■ Description of the task
Output, word for word, every line from the start of the listing down to and including the line that contains "hasher.update(details.as_bytes());"; include nothing else.
== Segment start ==
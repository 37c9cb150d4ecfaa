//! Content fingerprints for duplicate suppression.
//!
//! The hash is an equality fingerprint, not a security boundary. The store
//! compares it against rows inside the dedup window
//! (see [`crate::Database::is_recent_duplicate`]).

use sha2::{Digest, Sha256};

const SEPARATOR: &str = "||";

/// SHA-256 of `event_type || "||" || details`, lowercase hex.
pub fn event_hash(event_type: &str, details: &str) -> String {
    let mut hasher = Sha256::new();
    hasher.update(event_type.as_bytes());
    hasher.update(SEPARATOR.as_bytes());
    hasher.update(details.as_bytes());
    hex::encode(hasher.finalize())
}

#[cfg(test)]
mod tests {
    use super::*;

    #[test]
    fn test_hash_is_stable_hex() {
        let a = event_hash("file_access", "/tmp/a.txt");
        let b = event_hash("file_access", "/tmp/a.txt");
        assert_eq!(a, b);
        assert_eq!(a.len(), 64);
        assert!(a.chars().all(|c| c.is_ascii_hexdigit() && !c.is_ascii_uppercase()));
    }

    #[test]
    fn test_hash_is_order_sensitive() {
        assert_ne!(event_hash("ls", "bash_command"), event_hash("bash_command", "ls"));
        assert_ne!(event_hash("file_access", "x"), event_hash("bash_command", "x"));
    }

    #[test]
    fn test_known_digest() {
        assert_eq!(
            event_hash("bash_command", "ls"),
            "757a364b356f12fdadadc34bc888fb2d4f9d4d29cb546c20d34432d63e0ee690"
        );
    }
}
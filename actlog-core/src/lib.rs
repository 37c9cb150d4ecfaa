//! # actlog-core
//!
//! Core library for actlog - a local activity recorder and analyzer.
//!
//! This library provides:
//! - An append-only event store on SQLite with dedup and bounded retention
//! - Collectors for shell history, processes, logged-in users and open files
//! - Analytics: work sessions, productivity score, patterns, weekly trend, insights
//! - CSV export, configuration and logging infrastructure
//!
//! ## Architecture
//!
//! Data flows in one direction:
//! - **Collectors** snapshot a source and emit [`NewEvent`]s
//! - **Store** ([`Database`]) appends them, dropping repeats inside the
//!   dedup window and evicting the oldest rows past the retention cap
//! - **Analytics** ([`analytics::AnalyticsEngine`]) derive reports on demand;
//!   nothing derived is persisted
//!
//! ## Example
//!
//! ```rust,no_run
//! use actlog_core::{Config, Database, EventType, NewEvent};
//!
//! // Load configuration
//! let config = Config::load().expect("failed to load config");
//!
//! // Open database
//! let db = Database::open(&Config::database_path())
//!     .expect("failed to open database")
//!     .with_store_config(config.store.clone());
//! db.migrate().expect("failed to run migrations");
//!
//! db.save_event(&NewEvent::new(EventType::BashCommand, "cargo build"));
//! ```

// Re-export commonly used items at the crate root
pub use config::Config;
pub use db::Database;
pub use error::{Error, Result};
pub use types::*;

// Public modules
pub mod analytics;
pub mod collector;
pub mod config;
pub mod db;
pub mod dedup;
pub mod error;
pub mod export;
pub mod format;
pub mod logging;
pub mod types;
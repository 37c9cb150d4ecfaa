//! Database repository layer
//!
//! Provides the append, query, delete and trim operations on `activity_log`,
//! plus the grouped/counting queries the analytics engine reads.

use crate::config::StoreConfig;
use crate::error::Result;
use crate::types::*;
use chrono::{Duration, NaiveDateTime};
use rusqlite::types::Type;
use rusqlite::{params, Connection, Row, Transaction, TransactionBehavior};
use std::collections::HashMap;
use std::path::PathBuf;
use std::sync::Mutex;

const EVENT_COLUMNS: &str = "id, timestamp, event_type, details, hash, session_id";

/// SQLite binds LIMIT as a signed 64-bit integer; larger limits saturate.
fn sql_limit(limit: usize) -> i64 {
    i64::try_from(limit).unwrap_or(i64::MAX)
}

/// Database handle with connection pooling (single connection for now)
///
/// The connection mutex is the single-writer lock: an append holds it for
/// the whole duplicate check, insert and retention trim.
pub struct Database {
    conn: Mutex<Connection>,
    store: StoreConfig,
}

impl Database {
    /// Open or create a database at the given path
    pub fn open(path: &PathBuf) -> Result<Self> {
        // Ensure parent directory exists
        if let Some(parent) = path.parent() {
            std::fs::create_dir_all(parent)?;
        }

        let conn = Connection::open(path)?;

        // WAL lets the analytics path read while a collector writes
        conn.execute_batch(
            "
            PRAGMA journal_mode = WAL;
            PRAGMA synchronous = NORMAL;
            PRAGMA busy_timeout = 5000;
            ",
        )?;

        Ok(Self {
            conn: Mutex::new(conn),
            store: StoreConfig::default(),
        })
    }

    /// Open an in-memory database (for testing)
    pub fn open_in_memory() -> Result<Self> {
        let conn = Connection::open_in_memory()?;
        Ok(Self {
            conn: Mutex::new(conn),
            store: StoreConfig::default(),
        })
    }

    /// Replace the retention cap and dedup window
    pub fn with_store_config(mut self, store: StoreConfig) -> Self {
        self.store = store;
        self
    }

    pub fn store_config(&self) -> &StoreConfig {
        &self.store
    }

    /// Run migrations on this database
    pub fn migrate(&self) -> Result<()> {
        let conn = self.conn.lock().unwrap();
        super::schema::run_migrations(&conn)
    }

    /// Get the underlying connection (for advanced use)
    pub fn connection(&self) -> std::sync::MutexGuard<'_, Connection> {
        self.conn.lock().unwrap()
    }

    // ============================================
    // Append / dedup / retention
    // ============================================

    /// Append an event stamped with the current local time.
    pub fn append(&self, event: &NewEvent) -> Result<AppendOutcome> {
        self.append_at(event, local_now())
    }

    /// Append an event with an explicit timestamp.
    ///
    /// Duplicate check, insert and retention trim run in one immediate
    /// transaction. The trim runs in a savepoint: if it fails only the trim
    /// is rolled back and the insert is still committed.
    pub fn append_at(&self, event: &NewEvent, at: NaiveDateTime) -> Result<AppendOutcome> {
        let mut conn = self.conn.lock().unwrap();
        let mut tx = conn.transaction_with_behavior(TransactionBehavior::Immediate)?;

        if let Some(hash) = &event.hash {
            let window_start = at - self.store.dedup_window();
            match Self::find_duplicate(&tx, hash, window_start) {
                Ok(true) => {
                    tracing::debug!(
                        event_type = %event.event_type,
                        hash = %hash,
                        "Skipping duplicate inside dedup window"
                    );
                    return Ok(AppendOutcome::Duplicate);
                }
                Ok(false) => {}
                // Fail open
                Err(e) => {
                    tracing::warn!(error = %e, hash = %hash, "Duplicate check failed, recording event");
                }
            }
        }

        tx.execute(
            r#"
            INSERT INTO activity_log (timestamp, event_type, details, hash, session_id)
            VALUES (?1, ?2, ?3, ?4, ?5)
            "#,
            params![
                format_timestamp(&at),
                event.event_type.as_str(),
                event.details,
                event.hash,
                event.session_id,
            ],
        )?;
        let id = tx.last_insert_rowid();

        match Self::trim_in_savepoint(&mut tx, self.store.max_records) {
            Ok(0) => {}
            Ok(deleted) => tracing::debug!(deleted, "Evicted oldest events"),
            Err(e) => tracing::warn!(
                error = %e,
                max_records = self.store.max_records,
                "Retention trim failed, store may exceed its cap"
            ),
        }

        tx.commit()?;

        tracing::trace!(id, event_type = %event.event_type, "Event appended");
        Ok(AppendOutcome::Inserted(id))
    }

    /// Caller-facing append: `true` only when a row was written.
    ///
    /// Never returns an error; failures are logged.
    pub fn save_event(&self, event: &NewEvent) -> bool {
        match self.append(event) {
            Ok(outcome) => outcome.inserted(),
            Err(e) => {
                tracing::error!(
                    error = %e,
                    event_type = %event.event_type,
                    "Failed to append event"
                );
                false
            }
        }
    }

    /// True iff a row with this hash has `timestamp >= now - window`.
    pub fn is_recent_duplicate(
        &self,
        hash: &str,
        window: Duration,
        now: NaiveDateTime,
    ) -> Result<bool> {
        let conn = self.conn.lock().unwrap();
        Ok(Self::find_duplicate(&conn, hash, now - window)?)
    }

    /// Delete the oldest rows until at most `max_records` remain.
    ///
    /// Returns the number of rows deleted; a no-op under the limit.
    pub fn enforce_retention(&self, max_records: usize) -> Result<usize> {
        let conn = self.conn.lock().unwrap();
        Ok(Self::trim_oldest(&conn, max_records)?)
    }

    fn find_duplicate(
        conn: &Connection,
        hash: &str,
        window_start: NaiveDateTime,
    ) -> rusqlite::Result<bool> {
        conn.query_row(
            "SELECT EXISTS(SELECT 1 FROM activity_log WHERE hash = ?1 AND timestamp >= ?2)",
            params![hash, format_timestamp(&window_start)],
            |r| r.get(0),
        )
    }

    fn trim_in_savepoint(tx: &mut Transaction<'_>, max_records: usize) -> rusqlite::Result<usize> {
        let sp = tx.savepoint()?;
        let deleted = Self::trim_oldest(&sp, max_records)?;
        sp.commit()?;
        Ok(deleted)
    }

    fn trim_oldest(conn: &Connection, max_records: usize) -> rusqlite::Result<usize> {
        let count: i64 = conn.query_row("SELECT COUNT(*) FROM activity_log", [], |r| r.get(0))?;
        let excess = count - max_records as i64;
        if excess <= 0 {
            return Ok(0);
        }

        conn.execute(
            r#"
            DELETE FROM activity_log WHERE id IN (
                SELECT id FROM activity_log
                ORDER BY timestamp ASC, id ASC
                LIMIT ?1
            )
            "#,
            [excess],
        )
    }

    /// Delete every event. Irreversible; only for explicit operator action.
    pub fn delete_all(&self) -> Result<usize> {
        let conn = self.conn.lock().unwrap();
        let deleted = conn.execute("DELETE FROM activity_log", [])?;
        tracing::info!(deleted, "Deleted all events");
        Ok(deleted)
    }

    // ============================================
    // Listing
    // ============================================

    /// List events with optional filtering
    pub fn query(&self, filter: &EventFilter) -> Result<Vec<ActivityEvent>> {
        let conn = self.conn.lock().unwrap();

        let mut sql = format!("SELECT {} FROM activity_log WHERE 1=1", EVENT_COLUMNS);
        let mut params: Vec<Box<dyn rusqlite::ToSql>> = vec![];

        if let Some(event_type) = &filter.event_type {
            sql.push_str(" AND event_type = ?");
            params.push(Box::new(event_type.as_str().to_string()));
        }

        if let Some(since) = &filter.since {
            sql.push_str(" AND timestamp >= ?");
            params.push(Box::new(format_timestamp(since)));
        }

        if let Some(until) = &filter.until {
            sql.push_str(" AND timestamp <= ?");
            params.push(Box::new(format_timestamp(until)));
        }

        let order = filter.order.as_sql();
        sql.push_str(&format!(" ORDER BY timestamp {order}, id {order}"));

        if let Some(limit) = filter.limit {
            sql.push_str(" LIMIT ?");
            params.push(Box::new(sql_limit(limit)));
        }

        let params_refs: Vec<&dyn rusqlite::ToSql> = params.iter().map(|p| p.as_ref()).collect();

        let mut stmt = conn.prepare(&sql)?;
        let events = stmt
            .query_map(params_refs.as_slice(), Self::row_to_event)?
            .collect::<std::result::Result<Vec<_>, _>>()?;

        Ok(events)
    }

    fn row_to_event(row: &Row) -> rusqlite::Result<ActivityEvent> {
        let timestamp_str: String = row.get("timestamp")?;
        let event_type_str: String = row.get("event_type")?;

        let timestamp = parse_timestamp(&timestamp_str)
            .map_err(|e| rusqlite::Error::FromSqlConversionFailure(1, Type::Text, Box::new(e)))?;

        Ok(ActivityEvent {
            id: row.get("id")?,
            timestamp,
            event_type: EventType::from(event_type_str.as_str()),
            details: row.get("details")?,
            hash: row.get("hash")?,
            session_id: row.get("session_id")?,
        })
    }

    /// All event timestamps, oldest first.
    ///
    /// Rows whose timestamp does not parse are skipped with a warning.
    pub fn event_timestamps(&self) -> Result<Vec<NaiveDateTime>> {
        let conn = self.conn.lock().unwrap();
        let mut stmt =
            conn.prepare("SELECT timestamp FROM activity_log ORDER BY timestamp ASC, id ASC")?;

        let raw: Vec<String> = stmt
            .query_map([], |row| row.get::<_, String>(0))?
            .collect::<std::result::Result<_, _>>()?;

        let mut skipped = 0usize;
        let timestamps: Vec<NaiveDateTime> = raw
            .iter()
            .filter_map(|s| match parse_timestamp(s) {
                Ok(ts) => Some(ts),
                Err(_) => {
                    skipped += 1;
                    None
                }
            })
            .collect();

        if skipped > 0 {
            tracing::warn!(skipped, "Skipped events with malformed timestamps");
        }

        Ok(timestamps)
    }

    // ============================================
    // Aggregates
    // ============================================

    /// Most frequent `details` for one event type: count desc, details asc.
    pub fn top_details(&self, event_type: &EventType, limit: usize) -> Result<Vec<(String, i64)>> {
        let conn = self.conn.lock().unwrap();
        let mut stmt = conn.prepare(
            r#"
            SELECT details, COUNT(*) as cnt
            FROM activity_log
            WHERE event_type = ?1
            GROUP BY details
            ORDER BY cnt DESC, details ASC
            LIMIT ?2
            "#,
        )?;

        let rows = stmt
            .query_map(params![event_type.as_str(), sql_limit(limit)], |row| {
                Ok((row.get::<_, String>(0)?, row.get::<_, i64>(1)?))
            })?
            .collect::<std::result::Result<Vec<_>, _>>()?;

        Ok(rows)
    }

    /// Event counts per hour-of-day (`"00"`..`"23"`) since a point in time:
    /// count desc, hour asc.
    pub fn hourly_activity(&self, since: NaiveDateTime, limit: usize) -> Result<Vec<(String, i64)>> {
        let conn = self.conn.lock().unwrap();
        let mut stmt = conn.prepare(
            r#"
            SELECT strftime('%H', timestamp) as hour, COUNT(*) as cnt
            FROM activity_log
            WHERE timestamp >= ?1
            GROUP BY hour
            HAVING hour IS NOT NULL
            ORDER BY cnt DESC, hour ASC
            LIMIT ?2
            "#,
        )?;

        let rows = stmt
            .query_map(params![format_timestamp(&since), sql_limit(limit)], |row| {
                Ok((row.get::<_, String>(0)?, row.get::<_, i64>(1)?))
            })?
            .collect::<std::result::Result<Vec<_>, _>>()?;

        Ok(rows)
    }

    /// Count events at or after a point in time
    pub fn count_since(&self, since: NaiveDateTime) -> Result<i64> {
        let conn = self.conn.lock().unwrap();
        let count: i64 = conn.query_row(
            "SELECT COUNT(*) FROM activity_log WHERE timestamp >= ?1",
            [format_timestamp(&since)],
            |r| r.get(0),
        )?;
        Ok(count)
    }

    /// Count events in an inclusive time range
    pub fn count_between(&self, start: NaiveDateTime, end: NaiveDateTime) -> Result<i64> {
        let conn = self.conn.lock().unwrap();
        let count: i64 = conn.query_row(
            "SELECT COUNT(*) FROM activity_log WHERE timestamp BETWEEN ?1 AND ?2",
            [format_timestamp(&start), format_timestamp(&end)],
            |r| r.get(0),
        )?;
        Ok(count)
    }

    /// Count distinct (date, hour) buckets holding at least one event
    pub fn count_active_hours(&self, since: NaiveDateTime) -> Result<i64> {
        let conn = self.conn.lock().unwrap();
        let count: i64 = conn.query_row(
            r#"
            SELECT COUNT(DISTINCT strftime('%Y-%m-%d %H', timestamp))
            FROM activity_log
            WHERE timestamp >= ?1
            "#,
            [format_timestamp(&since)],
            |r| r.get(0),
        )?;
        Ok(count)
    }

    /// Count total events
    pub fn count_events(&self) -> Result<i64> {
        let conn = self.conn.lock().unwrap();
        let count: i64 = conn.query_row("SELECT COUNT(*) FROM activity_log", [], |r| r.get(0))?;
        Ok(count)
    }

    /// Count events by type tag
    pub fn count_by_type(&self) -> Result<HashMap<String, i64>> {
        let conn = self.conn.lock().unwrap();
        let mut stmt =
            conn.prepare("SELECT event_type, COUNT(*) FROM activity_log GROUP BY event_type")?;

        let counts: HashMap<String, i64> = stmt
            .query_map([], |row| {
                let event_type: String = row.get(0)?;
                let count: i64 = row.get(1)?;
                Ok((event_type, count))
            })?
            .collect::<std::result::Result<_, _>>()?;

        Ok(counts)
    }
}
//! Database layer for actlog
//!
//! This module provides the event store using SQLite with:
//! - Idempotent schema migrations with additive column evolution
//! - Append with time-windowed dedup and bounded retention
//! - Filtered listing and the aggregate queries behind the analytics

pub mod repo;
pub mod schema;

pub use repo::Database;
== Segment end ==
■ Solved problem
repository 37c9cb150d4ecfaa
//! Content fingerprints for duplicate suppression.
//!
//! The hash is an equality fingerprint, not a security boundary. The store
//! compares it against rows inside the dedup window
//! (see [`crate::Database::is_recent_duplicate`]).

use sha2::{Digest, Sha256};

const SEPARATOR: &str = "||";

/// SHA-256 of `event_type || "||" || details`, lowercase hex.
pub fn event_hash(event_type: &str, details: &str) -> String {
    let mut hasher = Sha256::new();
    hasher.update(event_type.as_bytes());
    hasher.update(SEPARATOR.as_bytes());
    hasher.update(details.as_bytes());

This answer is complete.